── INFORMATION PROVIDED ──
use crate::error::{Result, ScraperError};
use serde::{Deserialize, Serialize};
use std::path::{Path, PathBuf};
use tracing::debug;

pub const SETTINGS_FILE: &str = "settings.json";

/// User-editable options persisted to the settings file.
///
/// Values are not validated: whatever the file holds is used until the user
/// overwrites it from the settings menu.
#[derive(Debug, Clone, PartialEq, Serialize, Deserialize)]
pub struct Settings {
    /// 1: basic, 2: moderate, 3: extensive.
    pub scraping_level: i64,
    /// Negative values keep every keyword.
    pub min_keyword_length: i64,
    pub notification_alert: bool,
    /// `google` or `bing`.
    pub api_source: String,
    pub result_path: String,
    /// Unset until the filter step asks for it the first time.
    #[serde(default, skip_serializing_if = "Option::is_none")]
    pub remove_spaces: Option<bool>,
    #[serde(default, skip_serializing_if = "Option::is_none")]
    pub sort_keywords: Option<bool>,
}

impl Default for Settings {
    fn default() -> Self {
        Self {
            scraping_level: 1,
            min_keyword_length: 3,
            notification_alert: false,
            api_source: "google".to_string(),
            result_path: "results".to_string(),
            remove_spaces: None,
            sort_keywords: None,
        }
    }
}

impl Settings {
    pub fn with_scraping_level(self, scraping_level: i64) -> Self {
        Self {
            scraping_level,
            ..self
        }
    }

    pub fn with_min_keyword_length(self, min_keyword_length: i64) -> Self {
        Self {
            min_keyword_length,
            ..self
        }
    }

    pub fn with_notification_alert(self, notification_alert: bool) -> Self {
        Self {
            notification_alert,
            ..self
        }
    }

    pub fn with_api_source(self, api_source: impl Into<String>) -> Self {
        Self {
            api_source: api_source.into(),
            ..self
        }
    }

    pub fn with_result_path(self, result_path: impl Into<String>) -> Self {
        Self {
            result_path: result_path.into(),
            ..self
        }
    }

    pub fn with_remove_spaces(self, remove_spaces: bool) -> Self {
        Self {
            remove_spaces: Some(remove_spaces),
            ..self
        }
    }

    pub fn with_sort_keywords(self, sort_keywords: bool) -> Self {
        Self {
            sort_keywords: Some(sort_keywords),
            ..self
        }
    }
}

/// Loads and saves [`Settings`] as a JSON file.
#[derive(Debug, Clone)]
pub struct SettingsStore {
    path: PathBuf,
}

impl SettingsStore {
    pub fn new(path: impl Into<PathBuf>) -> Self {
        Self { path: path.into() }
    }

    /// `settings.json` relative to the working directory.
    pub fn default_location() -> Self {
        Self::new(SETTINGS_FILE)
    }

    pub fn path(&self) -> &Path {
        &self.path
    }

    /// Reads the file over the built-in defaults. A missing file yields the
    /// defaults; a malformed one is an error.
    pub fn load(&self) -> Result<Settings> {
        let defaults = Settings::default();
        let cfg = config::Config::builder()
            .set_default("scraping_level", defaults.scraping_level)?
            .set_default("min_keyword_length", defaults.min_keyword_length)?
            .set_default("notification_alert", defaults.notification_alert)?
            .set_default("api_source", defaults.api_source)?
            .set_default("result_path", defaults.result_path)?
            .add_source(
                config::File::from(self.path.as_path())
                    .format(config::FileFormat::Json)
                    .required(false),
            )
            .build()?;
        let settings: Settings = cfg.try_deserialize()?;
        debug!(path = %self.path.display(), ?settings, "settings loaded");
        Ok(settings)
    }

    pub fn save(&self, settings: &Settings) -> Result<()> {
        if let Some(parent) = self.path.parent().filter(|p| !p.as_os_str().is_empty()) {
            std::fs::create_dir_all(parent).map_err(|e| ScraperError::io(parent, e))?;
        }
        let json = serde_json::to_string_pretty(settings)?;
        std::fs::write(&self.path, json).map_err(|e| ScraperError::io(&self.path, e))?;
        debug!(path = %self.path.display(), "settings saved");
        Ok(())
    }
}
───
(DIRECTIONS):
Line by line, count how many lines of the entries contain the word "from", and give only that number.

(FINISHED EXERCISE):
2